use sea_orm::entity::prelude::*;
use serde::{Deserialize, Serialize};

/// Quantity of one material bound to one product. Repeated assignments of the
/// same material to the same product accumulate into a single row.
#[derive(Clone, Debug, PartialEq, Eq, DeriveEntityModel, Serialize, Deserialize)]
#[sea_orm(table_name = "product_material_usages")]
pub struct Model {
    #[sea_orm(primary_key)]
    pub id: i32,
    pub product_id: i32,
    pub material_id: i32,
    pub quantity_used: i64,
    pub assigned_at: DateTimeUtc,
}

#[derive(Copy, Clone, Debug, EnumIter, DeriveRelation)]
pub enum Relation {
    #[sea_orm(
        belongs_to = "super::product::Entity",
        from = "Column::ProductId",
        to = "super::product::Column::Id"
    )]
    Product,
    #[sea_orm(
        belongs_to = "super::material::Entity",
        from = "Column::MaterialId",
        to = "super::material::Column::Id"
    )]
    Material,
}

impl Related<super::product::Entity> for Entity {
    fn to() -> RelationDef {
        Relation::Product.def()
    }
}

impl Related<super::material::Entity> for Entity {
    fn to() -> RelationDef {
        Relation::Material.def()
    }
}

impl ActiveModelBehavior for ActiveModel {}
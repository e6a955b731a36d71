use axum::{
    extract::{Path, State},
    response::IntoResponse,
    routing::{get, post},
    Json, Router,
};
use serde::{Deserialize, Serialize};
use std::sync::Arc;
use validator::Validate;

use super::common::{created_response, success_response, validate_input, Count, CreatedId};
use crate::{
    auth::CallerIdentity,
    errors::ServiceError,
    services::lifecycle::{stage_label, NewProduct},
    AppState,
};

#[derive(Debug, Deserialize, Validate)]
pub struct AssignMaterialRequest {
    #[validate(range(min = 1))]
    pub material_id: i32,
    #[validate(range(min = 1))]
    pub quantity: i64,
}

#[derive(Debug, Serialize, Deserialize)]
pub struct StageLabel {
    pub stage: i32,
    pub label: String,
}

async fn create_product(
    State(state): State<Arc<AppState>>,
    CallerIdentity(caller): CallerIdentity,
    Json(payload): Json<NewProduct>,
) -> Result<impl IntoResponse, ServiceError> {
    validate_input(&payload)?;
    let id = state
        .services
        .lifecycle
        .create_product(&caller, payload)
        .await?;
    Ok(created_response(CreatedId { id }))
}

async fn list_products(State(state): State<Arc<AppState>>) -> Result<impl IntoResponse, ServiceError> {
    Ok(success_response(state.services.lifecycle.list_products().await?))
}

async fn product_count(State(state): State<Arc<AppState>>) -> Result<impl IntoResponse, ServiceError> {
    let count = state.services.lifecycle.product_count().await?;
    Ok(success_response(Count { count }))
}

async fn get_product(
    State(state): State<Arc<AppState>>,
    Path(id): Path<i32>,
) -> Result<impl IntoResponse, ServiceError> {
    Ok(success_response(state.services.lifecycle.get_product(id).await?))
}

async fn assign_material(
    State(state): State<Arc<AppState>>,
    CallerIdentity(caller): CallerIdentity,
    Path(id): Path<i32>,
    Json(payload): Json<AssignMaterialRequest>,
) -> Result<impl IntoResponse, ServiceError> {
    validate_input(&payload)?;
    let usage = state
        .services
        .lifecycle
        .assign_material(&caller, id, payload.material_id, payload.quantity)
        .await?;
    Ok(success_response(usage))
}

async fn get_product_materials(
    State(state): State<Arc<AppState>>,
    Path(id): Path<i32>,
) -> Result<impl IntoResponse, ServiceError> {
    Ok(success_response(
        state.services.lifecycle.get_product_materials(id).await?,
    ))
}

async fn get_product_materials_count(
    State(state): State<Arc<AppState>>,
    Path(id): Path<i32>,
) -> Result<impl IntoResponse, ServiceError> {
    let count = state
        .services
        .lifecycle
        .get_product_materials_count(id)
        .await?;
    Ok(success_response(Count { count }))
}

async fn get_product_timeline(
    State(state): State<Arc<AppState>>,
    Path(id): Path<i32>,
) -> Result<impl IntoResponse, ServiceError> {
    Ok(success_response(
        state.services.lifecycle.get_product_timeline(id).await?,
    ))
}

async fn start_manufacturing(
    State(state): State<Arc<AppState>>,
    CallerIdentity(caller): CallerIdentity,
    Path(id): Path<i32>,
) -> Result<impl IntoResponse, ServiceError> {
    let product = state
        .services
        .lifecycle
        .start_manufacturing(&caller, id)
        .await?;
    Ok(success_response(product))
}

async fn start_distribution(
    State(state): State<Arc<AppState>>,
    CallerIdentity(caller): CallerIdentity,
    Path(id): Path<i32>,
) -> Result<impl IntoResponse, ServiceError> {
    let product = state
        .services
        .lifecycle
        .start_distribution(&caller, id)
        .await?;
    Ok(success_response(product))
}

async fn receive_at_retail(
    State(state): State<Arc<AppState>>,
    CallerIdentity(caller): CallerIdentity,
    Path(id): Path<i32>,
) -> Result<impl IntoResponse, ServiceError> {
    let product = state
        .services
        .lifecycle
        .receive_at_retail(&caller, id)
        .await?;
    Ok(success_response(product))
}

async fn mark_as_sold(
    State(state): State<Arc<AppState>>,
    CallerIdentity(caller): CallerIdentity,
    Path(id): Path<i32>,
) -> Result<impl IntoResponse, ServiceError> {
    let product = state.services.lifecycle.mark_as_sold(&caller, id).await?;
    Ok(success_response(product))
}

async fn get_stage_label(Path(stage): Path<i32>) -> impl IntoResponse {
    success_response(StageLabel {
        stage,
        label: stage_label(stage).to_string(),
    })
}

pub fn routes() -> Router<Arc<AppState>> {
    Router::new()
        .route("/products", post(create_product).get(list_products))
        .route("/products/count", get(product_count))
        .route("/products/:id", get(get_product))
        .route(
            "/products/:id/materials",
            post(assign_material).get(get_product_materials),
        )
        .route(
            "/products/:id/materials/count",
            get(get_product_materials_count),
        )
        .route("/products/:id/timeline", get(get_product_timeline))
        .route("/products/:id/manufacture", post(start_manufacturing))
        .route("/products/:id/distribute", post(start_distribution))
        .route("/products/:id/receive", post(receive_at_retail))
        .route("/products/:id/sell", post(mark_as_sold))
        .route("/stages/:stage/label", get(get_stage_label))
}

===============

» What is required: One exact transcript of the whole listing is the expected answer.

» Answer section:
use sea_orm::entity::prelude::*;
use serde::{Deserialize, Serialize};

/// Quantity of one material bound to one product. Repeated assignments of the
/// same material to the same product accumulate into a single row.
#[derive(Clone, Debug, PartialEq, Eq, DeriveEntityModel, Serialize, Deserialize)]
#[sea_orm(table_name = "product_material_usages")]
pub struct Model {
    #[sea_orm(primary_key)]
    pub id: i32,
    pub product_id: i32,
    pub material_id: i32,
    pub quantity_used: i64,
    pub assigned_at: DateTimeUtc,
}

#[derive(Copy, Clone, Debug, EnumIter, DeriveRelation)]
pub enum Relation {
    #[sea_orm(
        belongs_to = "super::product::Entity",
        from = "Column::ProductId",
        to = "super::product::Column::Id"
    )]
    Product,
    #[sea_orm(
        belongs_to = "super::material::Entity",
        from = "Column::MaterialId",
        to = "super::material::Column::Id"
    )]
    Material,
}

impl Related<super::product::Entity> for Entity {
    fn to() -> RelationDef {
        Relation::Product.def()
    }
}

impl Related<super::material::Entity> for Entity {
    fn to() -> RelationDef {
        Relation::Material.def()
    }
}

impl ActiveModelBehavior for ActiveModel {}
repository e6a955b731a36d71
use axum::{
    extract::{Path, State},
    response::IntoResponse,
    routing::{get, post},
    Json, Router,
};
use serde::{Deserialize, Serialize};
use std::sync::Arc;
use validator::Validate;

use super::common::{created_response, success_response, validate_input, Count, CreatedId};
use crate::{
    auth::CallerIdentity,
    errors::ServiceError,
    services::lifecycle::{stage_label, NewProduct},
    AppState,
};

#[derive(Debug, Deserialize, Validate)]
pub struct AssignMaterialRequest {
    #[validate(range(min = 1))]
    pub material_id: i32,
    #[validate(range(min = 1))]
    pub quantity: i64,
}

#[derive(Debug, Serialize, Deserialize)]
pub struct StageLabel {
    pub stage: i32,
    pub label: String,
}

async fn create_product(
    State(state): State<Arc<AppState>>,
    CallerIdentity(caller): CallerIdentity,
    Json(payload): Json<NewProduct>,
) -> Result<impl IntoResponse, ServiceError> {
    validate_input(&payload)?;
    let id = state
        .services
        .lifecycle
        .create_product(&caller, payload)
        .await?;
    Ok(created_response(CreatedId { id }))
}

async fn list_products(State(state): State<Arc<AppState>>) -> Result<impl IntoResponse, ServiceError> {
    Ok(success_response(state.services.lifecycle.list_products().await?))
}

async fn product_count(State(state): State<Arc<AppState>>) -> Result<impl IntoResponse, ServiceError> {
    let count = state.services.lifecycle.product_count().await?;
    Ok(success_response(Count { count }))
}

async fn get_product(
    State(state): State<Arc<AppState>>,
    Path(id): Path<i32>,
) -> Result<impl IntoResponse, ServiceError> {
    Ok(success_response(state.services.lifecycle.get_product(id).await?))
}

async fn assign_material(
    State(state): State<Arc<AppState>>,
    CallerIdentity(caller): CallerIdentity,
    Path(id): Path<i32>,
    Json(payload): Json<AssignMaterialRequest>,
) -> Result<impl IntoResponse, ServiceError> {
    validate_input(&payload)?;
    let usage = state
        .services
        .lifecycle
        .assign_material(&caller, id, payload.material_id, payload.quantity)
        .await?;
    Ok(success_response(usage))
}

async fn get_product_materials(
    State(state): State<Arc<AppState>>,
    Path(id): Path<i32>,
) -> Result<impl IntoResponse, ServiceError> {
    Ok(success_response(
        state.services.lifecycle.get_product_materials(id).await?,
    ))
}

async fn get_product_materials_count(
    State(state): State<Arc<AppState>>,
    Path(id): Path<i32>,
) -> Result<impl IntoResponse, ServiceError> {
    let count = state
        .services
        .lifecycle
        .get_product_materials_count(id)
        .await?;
    Ok(success_response(Count { count }))
}

async fn get_product_timeline(
    State(state): State<Arc<AppState>>,
    Path(id): Path<i32>,
) -> Result<impl IntoResponse, ServiceError> {
    Ok(success_response(
        state.services.lifecycle.get_product_timeline(id).await?,
    ))
}

async fn start_manufacturing(
    State(state): State<Arc<AppState>>,
    CallerIdentity(caller): CallerIdentity,
    Path(id): Path<i32>,
) -> Result<impl IntoResponse, ServiceError> {
    let product = state
        .services
        .lifecycle
        .start_manufacturing(&caller, id)
        .await?;
    Ok(success_response(product))
}

async fn start_distribution(
    State(state): State<Arc<AppState>>,
    CallerIdentity(caller): CallerIdentity,
    Path(id): Path<i32>,
) -> Result<impl IntoResponse, ServiceError> {
    let product = state
        .services
        .lifecycle
        .start_distribution(&caller, id)
        .await?;
    Ok(success_response(product))
}

async fn receive_at_retail(
    State(state): State<Arc<AppState>>,
    CallerIdentity(caller): CallerIdentity,
    Path(id): Path<i32>,
) -> Result<impl IntoResponse, ServiceError> {
    let product = state
        .services
        .lifecycle
        .receive_at_retail(&caller, id)
        .await?;
    Ok(success_response(product))
}

async fn mark_as_sold(
    State(state): State<Arc<AppState>>,
    CallerIdentity(caller): CallerIdentity,
    Path(id): Path<i32>,
) -> Result<impl IntoResponse, ServiceError> {
    let product = state.services.lifecycle.mark_as_sold(&caller, id).await?;
    Ok(success_response(product))
}

async fn get_stage_label(Path(stage): Path<i32>) -> impl IntoResponse {
    success_response(StageLabel {
        stage,
        label: stage_label(stage).to_string(),
    })
}

pub fn routes() -> Router<Arc<AppState>> {
    Router::new()
        .route("/products", post(create_product).get(list_products))
        .route("/products/count", get(product_count))
        .route("/products/:id", get(get_product))
        .route(
            "/products/:id/materials",
            post(assign_material).get(get_product_materials),
        )
        .route(
            "/products/:id/materials/count",
            get(get_product_materials_count),
        )
        .route("/products/:id/timeline", get(get_product_timeline))
        .route("/products/:id/manufacture", post(start_manufacturing))
        .route("/products/:id/distribute", post(start_distribution))
        .route("/products/:id/receive", post(receive_at_retail))
        .route("/products/:id/sell", post(mark_as_sold))
        .route("/stages/:stage/label", get(get_stage_label))
}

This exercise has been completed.